Where a line of the data below has the string "timestamp", copy that line.

··· DATA FOR THIS TASK ···

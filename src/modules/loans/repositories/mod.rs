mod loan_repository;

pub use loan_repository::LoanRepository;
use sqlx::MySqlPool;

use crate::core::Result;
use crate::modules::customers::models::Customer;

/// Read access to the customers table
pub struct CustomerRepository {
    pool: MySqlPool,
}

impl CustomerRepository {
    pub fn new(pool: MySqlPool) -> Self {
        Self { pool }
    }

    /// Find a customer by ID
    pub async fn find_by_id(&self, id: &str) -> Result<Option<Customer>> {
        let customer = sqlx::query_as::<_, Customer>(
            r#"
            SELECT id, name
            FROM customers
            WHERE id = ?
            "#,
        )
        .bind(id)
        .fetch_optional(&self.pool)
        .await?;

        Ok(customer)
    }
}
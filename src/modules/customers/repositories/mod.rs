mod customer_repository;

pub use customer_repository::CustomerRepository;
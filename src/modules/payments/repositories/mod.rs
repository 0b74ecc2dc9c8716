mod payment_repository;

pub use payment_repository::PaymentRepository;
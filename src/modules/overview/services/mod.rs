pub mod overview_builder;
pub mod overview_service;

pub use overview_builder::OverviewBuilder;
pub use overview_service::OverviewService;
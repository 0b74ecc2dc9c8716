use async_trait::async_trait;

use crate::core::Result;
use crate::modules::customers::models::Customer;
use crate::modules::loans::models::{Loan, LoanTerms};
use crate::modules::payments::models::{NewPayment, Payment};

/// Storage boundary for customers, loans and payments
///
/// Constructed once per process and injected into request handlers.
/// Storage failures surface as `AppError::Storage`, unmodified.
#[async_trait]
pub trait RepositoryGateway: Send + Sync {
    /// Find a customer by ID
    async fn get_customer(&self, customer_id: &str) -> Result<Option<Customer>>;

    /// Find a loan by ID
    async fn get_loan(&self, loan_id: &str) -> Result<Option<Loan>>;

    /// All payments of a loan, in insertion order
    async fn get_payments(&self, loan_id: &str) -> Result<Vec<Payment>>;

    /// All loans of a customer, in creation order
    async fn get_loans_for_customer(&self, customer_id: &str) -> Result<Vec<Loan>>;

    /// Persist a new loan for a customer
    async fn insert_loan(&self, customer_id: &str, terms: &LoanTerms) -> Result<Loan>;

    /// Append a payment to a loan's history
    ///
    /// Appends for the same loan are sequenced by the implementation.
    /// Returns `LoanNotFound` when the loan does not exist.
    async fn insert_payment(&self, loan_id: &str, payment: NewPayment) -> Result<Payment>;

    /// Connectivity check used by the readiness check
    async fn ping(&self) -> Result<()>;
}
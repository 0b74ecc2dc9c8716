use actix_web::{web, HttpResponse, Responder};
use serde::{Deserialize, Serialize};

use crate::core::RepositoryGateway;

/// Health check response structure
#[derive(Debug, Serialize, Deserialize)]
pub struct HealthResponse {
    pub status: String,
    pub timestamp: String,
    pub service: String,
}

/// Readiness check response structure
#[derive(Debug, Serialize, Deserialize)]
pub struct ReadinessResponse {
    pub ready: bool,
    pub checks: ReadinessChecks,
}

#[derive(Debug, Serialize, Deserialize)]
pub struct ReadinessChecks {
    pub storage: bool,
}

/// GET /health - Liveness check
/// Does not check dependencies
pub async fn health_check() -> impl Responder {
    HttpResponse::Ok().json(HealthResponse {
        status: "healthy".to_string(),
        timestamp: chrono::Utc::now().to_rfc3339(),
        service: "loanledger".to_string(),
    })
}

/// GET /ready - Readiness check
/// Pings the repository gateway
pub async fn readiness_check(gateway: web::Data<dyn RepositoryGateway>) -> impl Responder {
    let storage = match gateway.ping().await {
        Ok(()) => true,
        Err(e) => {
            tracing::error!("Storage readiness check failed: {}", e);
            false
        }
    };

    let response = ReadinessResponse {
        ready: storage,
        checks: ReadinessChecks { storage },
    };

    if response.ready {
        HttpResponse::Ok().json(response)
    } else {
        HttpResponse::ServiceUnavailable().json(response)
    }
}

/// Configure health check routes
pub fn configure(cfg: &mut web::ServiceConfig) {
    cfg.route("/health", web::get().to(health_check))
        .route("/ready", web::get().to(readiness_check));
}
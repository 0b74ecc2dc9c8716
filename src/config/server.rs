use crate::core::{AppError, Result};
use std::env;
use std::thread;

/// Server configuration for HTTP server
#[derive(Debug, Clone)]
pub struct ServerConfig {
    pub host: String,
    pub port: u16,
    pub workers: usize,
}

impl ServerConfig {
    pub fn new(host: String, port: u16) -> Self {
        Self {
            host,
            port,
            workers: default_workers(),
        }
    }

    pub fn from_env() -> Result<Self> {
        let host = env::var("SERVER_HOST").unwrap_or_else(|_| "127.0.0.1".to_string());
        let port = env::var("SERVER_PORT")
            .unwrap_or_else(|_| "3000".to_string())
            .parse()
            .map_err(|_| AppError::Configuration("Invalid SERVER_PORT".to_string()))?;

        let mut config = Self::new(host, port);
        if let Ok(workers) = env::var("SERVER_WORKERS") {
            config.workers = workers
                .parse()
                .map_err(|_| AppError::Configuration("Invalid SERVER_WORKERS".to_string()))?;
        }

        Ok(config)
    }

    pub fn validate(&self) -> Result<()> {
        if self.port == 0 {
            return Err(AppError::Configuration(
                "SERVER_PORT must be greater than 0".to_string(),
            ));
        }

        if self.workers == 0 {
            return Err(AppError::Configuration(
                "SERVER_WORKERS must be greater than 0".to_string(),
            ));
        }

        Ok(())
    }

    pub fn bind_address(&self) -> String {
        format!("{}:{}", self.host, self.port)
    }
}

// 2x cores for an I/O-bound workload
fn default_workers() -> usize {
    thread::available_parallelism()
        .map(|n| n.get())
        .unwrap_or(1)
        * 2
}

···
··· DATA FOR THIS TASK ···

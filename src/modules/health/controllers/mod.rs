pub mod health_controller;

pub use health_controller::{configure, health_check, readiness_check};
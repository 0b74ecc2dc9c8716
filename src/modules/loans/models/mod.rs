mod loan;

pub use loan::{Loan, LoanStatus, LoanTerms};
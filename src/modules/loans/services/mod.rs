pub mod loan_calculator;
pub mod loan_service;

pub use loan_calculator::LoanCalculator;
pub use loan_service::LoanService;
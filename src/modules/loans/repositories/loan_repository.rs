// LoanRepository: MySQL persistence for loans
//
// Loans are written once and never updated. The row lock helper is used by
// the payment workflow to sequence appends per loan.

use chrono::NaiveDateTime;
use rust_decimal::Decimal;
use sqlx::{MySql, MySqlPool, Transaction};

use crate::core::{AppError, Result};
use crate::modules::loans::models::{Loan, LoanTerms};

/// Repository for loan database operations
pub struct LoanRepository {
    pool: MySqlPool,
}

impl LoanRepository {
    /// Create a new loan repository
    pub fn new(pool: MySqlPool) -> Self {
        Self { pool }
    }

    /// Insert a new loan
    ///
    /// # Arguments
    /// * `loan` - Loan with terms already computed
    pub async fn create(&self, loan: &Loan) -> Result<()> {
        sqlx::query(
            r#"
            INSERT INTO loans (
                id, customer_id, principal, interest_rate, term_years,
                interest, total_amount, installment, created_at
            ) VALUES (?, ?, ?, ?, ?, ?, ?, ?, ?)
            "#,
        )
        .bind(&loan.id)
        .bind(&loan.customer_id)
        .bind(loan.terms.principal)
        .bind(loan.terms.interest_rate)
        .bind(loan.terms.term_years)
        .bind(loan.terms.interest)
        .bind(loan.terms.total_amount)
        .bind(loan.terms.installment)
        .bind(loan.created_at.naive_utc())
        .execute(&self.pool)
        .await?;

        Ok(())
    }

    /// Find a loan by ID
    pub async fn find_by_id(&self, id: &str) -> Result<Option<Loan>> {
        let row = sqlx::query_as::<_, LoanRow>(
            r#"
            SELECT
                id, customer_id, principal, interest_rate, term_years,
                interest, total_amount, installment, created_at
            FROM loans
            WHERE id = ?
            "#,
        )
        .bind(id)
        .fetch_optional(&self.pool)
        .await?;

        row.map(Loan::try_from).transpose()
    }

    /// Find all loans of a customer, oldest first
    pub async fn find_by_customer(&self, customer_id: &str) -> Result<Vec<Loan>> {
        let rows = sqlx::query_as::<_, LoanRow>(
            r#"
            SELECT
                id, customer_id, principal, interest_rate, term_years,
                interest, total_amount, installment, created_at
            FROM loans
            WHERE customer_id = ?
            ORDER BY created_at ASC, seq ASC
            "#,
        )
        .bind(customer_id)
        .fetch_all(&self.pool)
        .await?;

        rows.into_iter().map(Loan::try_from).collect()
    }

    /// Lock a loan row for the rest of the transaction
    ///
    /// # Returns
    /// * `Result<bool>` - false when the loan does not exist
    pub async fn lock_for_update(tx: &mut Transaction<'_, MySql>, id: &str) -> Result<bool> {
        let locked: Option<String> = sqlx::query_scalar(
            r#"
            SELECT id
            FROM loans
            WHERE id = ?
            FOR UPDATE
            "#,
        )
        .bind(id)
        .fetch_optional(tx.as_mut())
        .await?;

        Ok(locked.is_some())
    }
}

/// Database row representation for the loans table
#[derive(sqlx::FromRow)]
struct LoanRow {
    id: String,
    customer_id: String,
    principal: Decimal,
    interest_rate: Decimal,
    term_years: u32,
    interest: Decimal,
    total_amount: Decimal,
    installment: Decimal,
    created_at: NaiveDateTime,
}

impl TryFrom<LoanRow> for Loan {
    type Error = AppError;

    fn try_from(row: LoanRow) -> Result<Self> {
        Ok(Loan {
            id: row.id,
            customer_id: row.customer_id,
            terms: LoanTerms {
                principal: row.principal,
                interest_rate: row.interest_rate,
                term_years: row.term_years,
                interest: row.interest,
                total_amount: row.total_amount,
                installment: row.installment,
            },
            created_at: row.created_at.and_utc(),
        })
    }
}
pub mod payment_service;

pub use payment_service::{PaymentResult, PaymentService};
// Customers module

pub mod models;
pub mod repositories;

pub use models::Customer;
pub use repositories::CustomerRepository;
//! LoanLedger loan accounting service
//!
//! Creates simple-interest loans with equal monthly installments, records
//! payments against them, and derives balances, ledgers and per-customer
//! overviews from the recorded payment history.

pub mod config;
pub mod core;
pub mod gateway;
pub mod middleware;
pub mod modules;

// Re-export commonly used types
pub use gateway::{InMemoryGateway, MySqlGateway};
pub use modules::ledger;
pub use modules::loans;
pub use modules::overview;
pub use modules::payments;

···

RESPONSE:
    pub timestamp: String,
        timestamp: chrono::Utc::now().to_rfc3339(),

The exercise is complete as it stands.